Keetje Trottin
— Tu mangeras tout à l’heure, cours porter le manger de père, il est tard.
Les pieds nus dans des sabots, les cheveux en broussaille et la figure en feu, je galopai le long du Haarlemmerdyk, portant, tantôt de l’une, tantôt de l’autre main, le dîner de mon père. Le nœud du lange qui entourait la casserole était si gros que je ne pus l’étreindre et dus prendre le lange à côté du nœud.
Je devais être là à midi, et il était midi et demi : mère était restée bavarder chez le marchand de pommes de terre. Je courus donc par ce soleil torride qui dardait juste au dessus de ma tête nue, ne laissant aucune ombre dans la rue. Mon père, de loin, m’attendait. Dès qu’il me vit, il courut vers moi, m’arracha la casserole, me donna un coup de pied en jurant :
— Sale jeune, pas lavée et toujours en retard !
Je tombai sur un perron, pleurai tout mon saoul, puis retournai par le soleil. J’étais affolée par la chaleur, mais marchais cependant au milieu de la rue, pour éviter la puanteur d’égout et de poisson pourri qui sortait des impasses et des caves.

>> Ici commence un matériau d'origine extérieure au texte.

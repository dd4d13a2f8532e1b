//! src/startup.rs
use crate::configuration::Settings;
use crate::routes::{greeting, health_check};
use actix_cors::Cors;
use actix_web::dev::Server;
use actix_web::middleware::NormalizePath;
use actix_web::{web, App, HttpServer};
use std::net::TcpListener;
use tracing_actix_web::TracingLogger;

pub struct Application {
    port: u16,
    server: Server,
}

impl Application {
    pub fn port(&self) -> u16 {
        self.port
    }

    pub async fn run(self) -> std::io::Result<()> {
        self.server.await
    }
}

pub fn build(config: Settings) -> Result<Application, std::io::Error> {
    let address = config.application.address();
    let tcp_listener = TcpListener::bind(&address)?;
    let port = tcp_listener.local_addr()?.port();

    tracing::info!(%address, port, "Listening");

    let server = run(tcp_listener)?;

    Ok(Application { port, server })
}

/// Any origin, method and header is allowed on every route.
fn cors() -> Cors {
    Cors::default()
        .allow_any_origin()
        .send_wildcard()
        .allow_any_method()
        .allow_any_header()
}

pub fn run(listener: TcpListener) -> Result<Server, std::io::Error> {
    let server = HttpServer::new(move || {
        App::new()
            .wrap(NormalizePath::trim())
            .wrap(cors())
            .wrap(TracingLogger::default())
            .service(
                web::resource("/health")
                    .route(web::get().to(health_check))
                    .route(web::head().to(health_check)),
            )
            .service(
                web::resource("/")
                    .route(web::get().to(greeting))
                    .route(web::head().to(greeting)),
            )
    })
    .listen(listener)?
    .run();

    Ok(server)
}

Ah ! si je pouvais être au milieu des bruyères maintenant, et marcher avec cousine Kaatje, jusqu’au-dessus les hanches, dans les ruisseaux, et chercher des mûres dans les dunes, ou me coucher toute nue sur la plage et laisser les vagues déferler sur moi ! Mais voilà, quand on est bien à l’aise, avec de l’espace autour de soi, mère n’est pas contente d’habiter une maison de chaume : il lui faut la ville et les magasins, et alors elle scie, et nous devons revenir à Amsterdam… Là-bas, on ne m’insultait pas pour ma saleté ; puis, dans la mer et le ruisseau, l’on devient propre quand on s’y lave sans savon, tandis qu’ici, avec un peu d’eau dans un petit pot, l’on reste noir…

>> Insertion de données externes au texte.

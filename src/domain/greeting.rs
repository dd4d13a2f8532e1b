//! src/domain/greeting.rs
use chrono::{DateTime, SecondsFormat, Utc};
use serde::Serialize;

const GREETING: &str = "Hello World from AWS EC2!";

/// Version of the toolchain the binary was compiled with.
const RUNTIME_VERSION: &str = env!("HELLO_SERVICE_RUSTC_VERSION");

#[derive(Debug, Serialize)]
#[serde(rename_all = "camelCase")]
pub struct Greeting {
    pub message: &'static str,
    pub timestamp: String,
    pub server_info: ServerInfo,
}

impl Greeting {
    pub fn new(now: DateTime<Utc>, server_info: ServerInfo) -> Self {
        Self {
            message: GREETING,
            timestamp: now.to_rfc3339_opts(SecondsFormat::Millis, true),
            server_info,
        }
    }
}

#[derive(Debug, Serialize)]
pub struct ServerInfo {
    pub hostname: String,
    pub platform: &'static str,
    #[serde(rename = "nodeVersion")]
    pub runtime_version: &'static str,
}

impl ServerInfo {
    /// Inspects the host the process is currently running on.
    pub fn current() -> Self {
        let hostname = gethostname::gethostname().to_string_lossy().into_owned();
        let hostname = if hostname.is_empty() {
            "unknown".to_string()
        } else {
            hostname
        };

        Self {
            hostname,
            platform: std::env::consts::OS,
            runtime_version: RUNTIME_VERSION,
        }
    }
}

Je m’engouffrai dans notre cave. Ah ! quelle délivrance ! On eût dit que tout se remettait en place dans ma tête. Je me jetai sur le dos, jambes de-ci, tête de-là, sur une chaise : ainsi couchée, les membres pendants, le calme et le bien-être me revenaient.
Dieu, quel délice d’être hors de ce soleil ! Ici, il ne pénètre jamais ; il y fait noir et frais, c’est exquis ; l’eau coule des murs ; le plancher est mouillé… Et j’y frottai avec volupté mes pieds enflammés… Si je pouvais boire et manger, couchée ainsi…
— Mère, où sont mes pommes de terre au vinaigre ?
— Oh ! tu comprends, je ne pouvais pas garder l’âtre allumé pour te les tenir chaudes.
— Mais je les préfère froides, avec beaucoup de vinaigre.
— Ah je ne savais pas !…
— Où sont-elles, mère ?
— Nous les avons mangées : je croyais que tu les aurais voulues chaudes. Voici une tartine.
Je la mangeai en maugréant.
Ma mère alla vers l’armoire et versa quelque chose dans une tasse.
— Tiens, ne le dis pas aux autres, ils me le boiraient.
C’était du bas beurre. Jamais, ni avant ni après, je n’ai bu quelque chose qui m’ait soulagée autant. Je le bus à toutes petites gorgées pour le faire durer. Puis je me recouchai dans ma pose favorite, sur la chaise, et ruminai d’un monde où il n’y aurait que de l’ombre, et du bas beurre à boire, mais à boire là à pleins pots… Et j’incrustai mes pieds sur le plancher humide, et glissai mes mains le long des murs suintants…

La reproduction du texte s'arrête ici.